- Grains sag while soybean bounces on sale of 510,000 mt to unknown destination; Wheat protein spreads to widen amid low test weight EU wheat crop; GFS weather forecast more like EU Model.
- The battle is ongoing in rising new crop US supply vs strong US/world cash premiums. Rumours have China back in the US market for soybeans with 510,000 mt reported sold for 2024/25. The sale was to an unknown destination. There was also a sale of 150,000 MTs of US soymeal to an unknown destination for 2024/25. We believe that China is asking for additional soybean offers off the Gulf and PNW for October/November. Chinese and US crush margins are strongly positive, and China is a price buyer with values at 3-year lows. Chicago soybean futures have been able to recover on the news, with soymeal holding strong on record large cash premiums and ongoing new demand as Argentine sales and offers are well below expectations.

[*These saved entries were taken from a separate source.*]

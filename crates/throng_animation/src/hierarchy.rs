//! Bone hierarchy with a precomputed parent-first evaluation order.
//!
//! Bones whose parent is `None` hang off the root sentinel, i.e. the mesh
//! transform itself. On the GPU the sentinel is encoded as
//! [`ROOT_BONE_SENTINEL`].

use smallvec::SmallVec;
use throng_core::{Result, ThrongError};

/// GPU encoding of "parent is the mesh root".
pub const ROOT_BONE_SENTINEL: u32 = u32::MAX;

/// Bone chain from a root-level bone down to a target bone.
pub type BoneChain = SmallVec<[usize; 16]>;

#[derive(Debug, Clone)]
pub struct BoneHierarchy {
    parents: Vec<Option<usize>>,
    /// Parent-before-child order over all bones.
    order: Vec<usize>,
    /// Depth of each bone; root-level bones have depth 1.
    depths: Vec<usize>,
    max_depth: usize,
}

impl BoneHierarchy {
    /// Validates that `parents` forms a forest rooted at the sentinel.
    pub fn new(parents: Vec<Option<usize>>) -> Result<Self> {
        let count = parents.len();

        for (bone, parent) in parents.iter().enumerate() {
            if let Some(p) = *parent {
                if p >= count {
                    return Err(ThrongError::InvalidHierarchy(format!(
                        "bone {bone} references parent {p}, but there are only {count} bones"
                    )));
                }
                if p == bone {
                    return Err(ThrongError::InvalidHierarchy(format!(
                        "bone {bone} is its own parent"
                    )));
                }
            }
        }

        // Depths via memoized walks; a walk longer than `count` means a cycle.
        let mut depths = vec![0usize; count];
        let mut walk: Vec<usize> = Vec::new();
        for bone in 0..count {
            if depths[bone] != 0 {
                continue;
            }
            walk.clear();
            let mut current = Some(bone);
            let mut base = 0;
            while let Some(b) = current {
                if depths[b] != 0 {
                    base = depths[b];
                    break;
                }
                if walk.len() > count {
                    return Err(ThrongError::InvalidHierarchy(format!(
                        "cycle detected while walking up from bone {bone}"
                    )));
                }
                walk.push(b);
                current = parents[b];
            }
            for (i, &b) in walk.iter().rev().enumerate() {
                depths[b] = base + i + 1;
            }
        }

        let mut order: Vec<usize> = (0..count).collect();
        order.sort_by_key(|&b| depths[b]);
        let max_depth = depths.iter().copied().max().unwrap_or(0);

        Ok(Self {
            parents,
            order,
            depths,
            max_depth,
        })
    }

    #[inline]
    #[must_use]
    pub fn bone_count(&self) -> usize {
        self.parents.len()
    }

    /// Length of the deepest bone chain.
    #[inline]
    #[must_use]
    pub fn max_depth(&self) -> usize {
        self.max_depth
    }

    #[inline]
    #[must_use]
    pub fn parent(&self, bone: usize) -> Option<usize> {
        self.parents.get(bone).copied().flatten()
    }

    #[inline]
    #[must_use]
    pub fn depth(&self, bone: usize) -> usize {
        self.depths.get(bone).copied().unwrap_or(0)
    }

    #[inline]
    #[must_use]
    pub fn parents(&self) -> &[Option<usize>] {
        &self.parents
    }

    /// Parent indices as stored in the GPU skeleton buffer.
    #[must_use]
    pub fn gpu_parents(&self) -> Vec<u32> {
        self.parents
            .iter()
            .map(|p| p.map_or(ROOT_BONE_SENTINEL, |p| p as u32))
            .collect()
    }

    /// Bones in parent-first order.
    #[inline]
    #[must_use]
    pub fn evaluation_order(&self) -> &[usize] {
        &self.order
    }

    pub fn check_bone(&self, bone: usize) -> Result<()> {
        if bone >= self.bone_count() {
            return Err(ThrongError::InvalidBoneIndex {
                index: bone,
                bone_count: self.bone_count(),
            });
        }
        Ok(())
    }

    /// Root-first chain ending at `bone`.
    pub fn chain(&self, bone: usize) -> Result<BoneChain> {
        self.check_bone(bone)?;
        let mut chain = BoneChain::new();
        let mut current = Some(bone);
        while let Some(b) = current {
            chain.push(b);
            current = self.parents[b];
        }
        chain.reverse();
        Ok(chain)
    }
}

#[cfg(test)]
mod tests {
    use super::*;

    #[test]
    fn order_is_parent_first() {
        // 2 -> 0 -> 3, 1 is root-level
        let h = BoneHierarchy::new(vec![Some(2), None, None, Some(0)]).unwrap();
        let order = h.evaluation_order();
        let pos = |b: usize| order.iter().position(|&x| x == b).unwrap();
        assert!(pos(2) < pos(0));
        assert!(pos(0) < pos(3));
        assert_eq!(h.max_depth(), 3);
        assert_eq!(h.depth(1), 1);
    }

    #[test]
    fn detects_cycles() {
        let err = BoneHierarchy::new(vec![Some(1), Some(0)]).unwrap_err();
        assert!(matches!(err, ThrongError::InvalidHierarchy(_)));
    }

    #[test]
    fn detects_out_of_range_parent() {
        assert!(BoneHierarchy::new(vec![None, Some(7)]).is_err());
    }

    #[test]
    fn chain_is_root_first() {
        let h = BoneHierarchy::new(vec![None, Some(0), Some(1)]).unwrap();
        assert_eq!(h.chain(2).unwrap().as_slice(), &[0, 1, 2]);
        assert!(h.chain(3).is_err());
    }

    #[test]
    fn gpu_parents_use_sentinel() {
        let h = BoneHierarchy::new(vec![None, Some(0)]).unwrap();
        assert_eq!(h.gpu_parents(), vec![ROOT_BONE_SENTINEL, 0]);
    }
}
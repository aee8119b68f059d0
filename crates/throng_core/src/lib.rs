//! Throng Core
//!
//! Foundational types shared by every Throng crate:
//!
//! - [`errors`]: the [`ThrongError`] taxonomy and [`Result`] alias
//! - [`time`]: global tick counter and frame clock snapshots
//! - [`ids`]: GPU-facing identifier newtypes
//! - [`settings`]: [`InstancerSettings`]

pub mod errors;
pub mod ids;
pub mod settings;
pub mod time;

pub use errors::{Result, ThrongError};
pub use ids::{ClipId, InstanceId, MeshTypeId, SkeletonId};
pub use settings::InstancerSettings;
pub use time::{FrameClock, SPEED_SCALE, TICKS_PER_SECOND, TickClock, Ticks};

- Corn and wheat futures are mixed to weaker on mild Midwest temperatures which could produce a larger yield. The corn market is falling on the potential for a record US corn yield and how big is big. Current values are pricing in a US corn yield of 182-184 bushels/acre, or some 5-7 bushels/acre above last year’s record. The corn market is searching for a low that deciphers this year’s US corn in the backdrop of rising Brazilian/Ukraine fob offers. Brazilian corn is offered at $0.96-1.05 over for August/September, $0.20-0.24/bu above the US. The weakness in corn has pulled Chicago wheat values back into the red.
- Chicago brokers estimate that the managed money has sold 5,600 contracts of corn, while buying a net 2,100 contracts of soybeans and 1,200 contracts of wheat. In the products, the managed money has bought 2,200 contracts of soymeal and 1,700 contracts of soyoil.
- US weekly export sales for the week ending July 11 were 21.3 million bu of wheat, 17.2 million bu of corn, and 13.2 million bu soybeans. For their respective crop years to date, the US has sold 284 million bu of wheat (up 93 million or 49%), 2,154 million bu of corn (up 589 million or 38%), and 1,667 million bu of soybeans (down 264 million or 14%). A US 2023/24 soybean export estimate of 1,675-1,700 million bu is realistic with corn at 2,200-2,250 million bu.
- China is way behind on its US new crop soybean purchases, something that we have been reporting for some weeks. There is talk that China is adding to their soybean purchases, but nothing near the volume of the past 36 hours. Traders are questioning whether China steps forward and catches up on its soy purchase pace with US tariff levels known into February. China needs US soybeans since Brazilian offers are limited beyond the next 60 days. If China wants to place itself in a strong trade negotiating position with the US, they will increase their soybean import needs into early 2025. We suspect that China will be a more active buyer following the Milwaukee Republican Convention. Time will tell, but some traders are exiting long corn/short soybean spreads amid the potential for China to be a larger buyer of US Sept-January soybeans. Also, we suspect that 2 cargoes of US old crop sales, are new crop and misclassified.
- World wheat protein spreads are expected to gain amid the reported poor quality of the French/German wheat crops. And if yield cuts are produced by dry weather across Canada and the Northern US Plains, spring wheat protein supplies will be tightening. 12% Russian, US HRW/HRS and Canadian/Kazakh wheat will be sought. The EU will likely feed more low-quality wheat in 2024/25.
- The Central US GFS weather forecast is more like the EU model solution and drier across the W Midwest, the N Plains, and the Canadian Prairies than it showed overnight. Limited 10-day rainfall of traces to 0.6” is forecast above the NW Midwest and the N Plains, while heavy totals of 2-6.00” drop across the Gulf States and the SE US. Flooding will become an issue across the Gulf States with the corn harvest set to begin in 2-3 weeks. No extreme heat is forecast with Midwest high temperatures to hold in the 70’s to the upper 80’s.
- Black Sea weather is the biggest threat to world crop production with corn/sunseed crops in decline and the midday GFS forecast returning drier. The non-threatening Central US weather forecast caps Chicago rallies. Traders will be closely following net short corn, soybean, and wheat positions in Friday’s CoT report. The market is excessively bearish, but a US supply threat is lacking amid uncertain future Chinese demand.